“The top five television heroines are fair-skinned and those who were not fair have made themselves extremely fair to enter that race.” – Amna Ilyas

In a country where international brands milk the market with fairness creams on the one hand, and employ more females in the work force to balance equal opportunity employment – we wonder, how can the masses change their mindset when we don’t.
Dhoop mein mat jao, kaali ho jao gi. thoray besan say moon dho lo tau gori ho jao gi. Fair skin = Beautiful – a nation is caught between Aurat Marches and Whitening Creams!
Solution? The gora complex cannot be fought off alone as a single issue in society. We have to change our thinking, and that requires influencers, as well as individuals like yourselves and brands, to come forward and touch base with the masses. It means going into underdeveloped areas, pulling out that fairness cream jar and telling women that this will not change your future – a college degree might. It requires teaching women that they are valued for their intellect and not their looks, and that brown, white, black, colored is all beautiful because beauty does not go skin deep.
Here is how a change can come – real, solid change from within:
1. When a brand sponsors an ad that ‘I am a woman and I don’t need a fairness cream’.
Fairness creams are a huge chunk of a brand’s revenue. It is like the Marlboro man, who apparently died of lung cancer but kept the company’s revenues going till he took his last breath. Why would any company kill its best brand … duh? Oh well, there’s something called planning for the future. When writers like me will write against fairness creams in 2019 and influencers like Amna Ilyas will shout out about the gora complex in 2015 and beyond – the world will eventually listen.

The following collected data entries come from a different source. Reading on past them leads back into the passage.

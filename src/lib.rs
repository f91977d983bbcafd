//! molsim: a propagation engine for multi-particle molecular systems.
//!
//! Two schemes drive the same particle state: a leapfrog molecular-dynamics
//! integrator with on-the-fly thermal equilibration, and a Metropolis
//! Monte-Carlo sampler with adaptive trial-displacement control. Potential
//! energy and its gradient come from an external [`core::EnergyModel`];
//! trajectory and energy output go through [`core::Observer`] hooks.

pub mod core;
pub mod error;

#[cfg(feature = "python")]
mod python;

So advertisers listen up! Change your branding game from fairness creams to sunscreens! Sunscreens will become the new trend, and fairness creams will have to go. Why not be the first one to do this? Why wait for a protest outside your stores and a twitter debate or even worse, a petition to push the change? – be the change, have you not heard this mantra?
2. When actresses refuse to take on sponsors for Fairness creams.
Iqra Aziz did it and now, so has Amna Ilyas. Have the courage to speak up and give up the financial gain because millions of girls; young girls, are looking up to you. And they are NOT gora. So give them the confidence to step out and look their best in the color God gave them. Be the change – it is very empowering – and power is what you seek to influence right?
3. When the traditional saas stops seeking a gori bahu.
Haan, lekin larki ka rung saanwala hai thora. We’ve heard this one so many times. Aur qurbani kay bakray kay daant bhi gin lein, baal, eye test, and blood test bhi karwa lein? When our mother in laws will stop seeking bahus, gori bahus, brown girls might have a chance – what say you?
4. When Big Brands sponsor a new Super Hero(ine) TV Series
Brown girl saves the day! Why not? If we can have Fatman by Ahmed Ali Butt championing the cause of Fat people, we can have Brown girl to champion the cause of saanwali beauties!
5. Finally, Brown or White – this whole pressure of being beautiful!
Maybe we need to erase the idea of beauty = white or brown or black or color. Why do we have to equate beauty with women? Why not intelligence, or confidence, or sensitivity or power.
When we stop judging new born baby girls as gora or kaala in the hospital, when we educate them so that they can use their minds to contribute to society and better their own lives, when we teach them that being confident has nothing to do with skin-deep beauty, when we stop equating color with beauty, we might take a tiny step forward.
The one reason that Idris Elba (voted the sexiest man alive, and he’s black) declined to take on 007 was because he didn’t want people to think that 007 has to be black or white.
“James Bond is a hugely coveted, iconic, beloved character, that takes audiences on this massive escapism journey,” Elba says. “Of course, if someone said to me, ‘Do you want to play James Bond?,’ I’d be like, ‘Yeah!’ That’s fascinating to me. But it’s not something I’ve expressed, like, ‘Yeah, I wanna be the black James Bond.’
Get it? We need to change our parameters for what counts as worth in society. And it should definitely NOT BE color.

We have a generation of young girls who are taking on the world as doctors, digital designers, athletes, engineers, pilots, police officers … the list goes on. These women are taking the lead and saying out loud to young girls that: you CAN do it too. Just believe in yourself!
I fervently hope these women are not using a fairness cream to validate their value to society. Because if they are … they’re missing the point altogether – are you?